La parcela es sensiblemente rectangular, de aproximadamente doscientos setenta y cinco por ciento quince metros y con un desnivel equivalente a dos plantas en ambas direcciones. La estrategia de implantación distribuye distintos volúmenes en el centro de la parcela, sobre una plataforma horizontal que se entiende como una gran plaza pública perforada por patios que dan luz a las plantas inferiores y que sirve de soporte a una profusa vegetación.

Para resolver la accesibilidad del conjunto, el acusado desnivel existente se resuelve perimetralmente con taludes ajardinados y en sentido longitudinal con sendos aparcamientos descubiertos en los extremos este y oeste. En sentido transversal, se aprovecha el desnivel negativo de la fachada norte para generar dos plantas de carácter más restringido, donde se resuelven las áreas de servicio y sus circulaciones rodadas.
Así, el hospital se muestra de manera distinta atendiendo al contexto y a la relación que establece con el usuario: hacia el norte, visible desde la ciudad, muestra una escala de equipamiento urbano, con la fachada del cuerpo de hospitalización, de seis alturas, reconocible en la lejanía; por contra, hacia el sur, donde se encuentran los accesos peatonales, el conjunto se fragmenta en volúmenes de una y dos alturas que configuran pequeñas zonas estanciales, con una escala mucho más humana y amable.

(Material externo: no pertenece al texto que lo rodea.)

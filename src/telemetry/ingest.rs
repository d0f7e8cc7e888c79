//! Telemetry ingest loop: connect, parse, derive, dispatch.

use std::sync::Arc;
use std::time::Duration;

use tokio::io::{AsyncBufReadExt, BufReader};
use tokio::net::TcpStream;
use tracing::{debug, warn};

use crate::command::{Command, CommandDispatcher};
use crate::config::Config;
use crate::rate::{MovingAverage, RateModel, RecoverySample, RecoveryWindow};
use crate::shutdown::Shutdown;
use crate::telemetry::message::{RxReport, TelemetryMessage};

/// Consumes the JSON telemetry feed and turns receiver reports into control
/// commands.
///
/// The loop never gives up on the telemetry source: failed connects and
/// dropped connections are retried after a fixed backoff until shutdown is
/// signalled. Window state (RSSI smoothing, recovery tracking) lives in this
/// task and survives reconnects; per-connection read state does not, so a
/// reconnect can never reorder or replay commands.
pub struct TelemetryIngest {
    host: String,
    port: u16,
    backoff: Duration,
    model: RateModel,
    rssi_window: MovingAverage,
    recovery_window: RecoveryWindow,
    fec_threshold: u64,
    lost_threshold: u64,
    dispatcher: Arc<CommandDispatcher>,
    shutdown: Shutdown,
}

impl TelemetryIngest {
    /// Build the ingest loop from the loaded configuration.
    pub fn new(config: &Config, dispatcher: Arc<CommandDispatcher>, shutdown: Shutdown) -> Self {
        Self {
            host: config.telemetry.host.clone(),
            port: config.telemetry.port,
            backoff: Duration::from_millis(config.telemetry.reconnect_interval_ms),
            model: RateModel::new(&config.link),
            rssi_window: MovingAverage::new(config.link.rssi_window),
            recovery_window: RecoveryWindow::new(config.link.recovery_window),
            fec_threshold: config.link.fec_threshold,
            lost_threshold: config.link.lost_threshold,
            dispatcher,
            shutdown,
        }
    }

    /// Run until shutdown is signalled.
    pub async fn run(mut self) {
        while !self.shutdown.is_triggered() {
            debug!(
                "Connecting to telemetry stream at {}:{}...",
                self.host, self.port
            );
            let stream = tokio::select! {
                _ = self.shutdown.signalled() => break,
                result = TcpStream::connect((self.host.as_str(), self.port)) => match result {
                    Ok(stream) => stream,
                    Err(e) => {
                        debug!(
                            "Failed to connect to telemetry stream: {}; retrying in {:?}",
                            e, self.backoff
                        );
                        self.sleep_backoff().await;
                        continue;
                    }
                },
            };

            debug!("Connected. Listening for telemetry messages...");
            self.read_stream(stream).await;

            if self.shutdown.is_triggered() {
                break;
            }
            self.sleep_backoff().await;
        }
        debug!("Telemetry ingest stopped");
    }

    /// Fixed backoff between connection attempts, cut short by shutdown.
    async fn sleep_backoff(&self) {
        tokio::select! {
            _ = self.shutdown.signalled() => {}
            _ = tokio::time::sleep(self.backoff) => {}
        }
    }

    /// Read lines from one connection until it ends or shutdown is
    /// signalled. A read error only ends the connection, never the loop.
    async fn read_stream(&mut self, stream: TcpStream) {
        let mut lines = BufReader::new(stream).lines();
        loop {
            let line = tokio::select! {
                _ = self.shutdown.signalled() => return,
                result = lines.next_line() => match result {
                    Ok(Some(line)) => line,
                    Ok(None) => {
                        debug!("Telemetry stream closed by peer");
                        return;
                    }
                    Err(e) => {
                        debug!("Telemetry read error: {}", e);
                        return;
                    }
                },
            };

            let line = line.trim();
            if line.is_empty() {
                continue;
            }
            self.process_line(line).await;
        }
    }

    /// Classify and act on one line of the feed. Malformed lines are logged
    /// and skipped, never fatal.
    async fn process_line(&mut self, line: &str) {
        let message = match TelemetryMessage::parse(line) {
            Ok(message) => message,
            Err(e) => {
                warn!("Skipping malformed telemetry line: {}", e);
                return;
            }
        };

        match message {
            TelemetryMessage::Settings => debug!("Received settings message"),
            TelemetryMessage::Rx(report) if report.is_video_rx() => {
                self.process_video_rx(report).await;
            }
            TelemetryMessage::Rx(report) => {
                debug!("Received rx message with id {:?}; no action", report.id);
            }
            TelemetryMessage::Other { kind } => {
                debug!("Received message of type {:?}; no action", kind);
            }
        }
    }

    /// One control tick: loss alerting, best-antenna selection, smoothing,
    /// and bitrate/power command emission.
    ///
    /// A report without antenna statistics skips the tick entirely.
    async fn process_video_rx(&mut self, report: RxReport) {
        let Some(best) = report.best_antenna() else {
            debug!("No rx_ant_stats available; skipping tick");
            return;
        };
        let best_rssi = best.rssi_avg;

        if let Some(sample) = report.packets.recovery_sample() {
            self.recovery_window.push(sample);
            if let Some(worst) = self.recovery_window.worst() {
                if self.should_alert(worst) {
                    let sent = self
                        .dispatcher
                        .dispatch(Command::RecLost {
                            fec_recovered: worst.fec_recovered,
                            lost: worst.lost,
                        })
                        .await;
                    if !sent {
                        return;
                    }
                }
            }
        } else {
            debug!("No packet counters available for loss tracking");
        }

        self.rssi_window.push(best_rssi);
        let Some(smoothed) = self.rssi_window.average() else {
            return;
        };
        let bitrate = self.model.bitrate(smoothed);
        let tx_power = self.model.tx_power(smoothed);
        debug!(
            "Best RSSI {} dBm, smoothed {} dBm, bitrate {}, TX power {}",
            best_rssi, smoothed, bitrate, tx_power
        );

        if !self.dispatcher.dispatch(Command::Bitrate(bitrate)).await {
            return;
        }
        self.dispatcher.dispatch(Command::TxPower(tx_power)).await;
    }

    /// Alert unconditionally while both thresholds are zero; otherwise only
    /// when the worst retained sample exceeds either threshold.
    fn should_alert(&self, sample: RecoverySample) -> bool {
        if self.fec_threshold == 0 && self.lost_threshold == 0 {
            return true;
        }
        sample.fec_recovered > self.fec_threshold || sample.lost > self.lost_threshold
    }
}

Esta fragmentación, además de su valor ambiental, simplifica las relaciones funcionales entre áreas, significativamente complejas en un edificio hospitalario, quedando interconectadas por pasarelas a distintos niveles que generan un paisaje de elementos ligeros suspendidos entre los cuerpos principales.
En términos funcionales, sobre la plataforma que hace de gran plaza pública se ubican varios volúmenes comunicados por pasarelas entre sí atendiendo a su área funcional.
Bajo esta plataforma existen otros dos niveles, donde se ubican los espacios servidores del complejo, incluyendo un aparcamiento para trabajadores y zonas de carga y descarga. Aprovechando el desnivel de la parcela se consigue que estos dos niveles puedan contar con una fachada al norte.

Los flujos de los usuarios se distribuyen de forma natural desde los distintos accesos, quedando diferenciados los recorridos peatonales de los accesos rodados privados, los de los trabajadores y los de los servicios de emergencia.
La construcción es sencilla, sin retórica, pero asumiendo a su vez las distintas situaciones del edificio y respondiendo, por tanto, de forma distinta cuando el conjunto se muestra con la escala propia de un gran equipamiento o cuando se pretende potenciar una atmósfera háptica cercana en el contacto directo con las personas.

El cambio de escala supone un cambio de percepción entre un elemento que se muestra rotundo en el paisaje o que, por otro lado, constituye en sí mismo un paisaje fragmentado, natural y humano.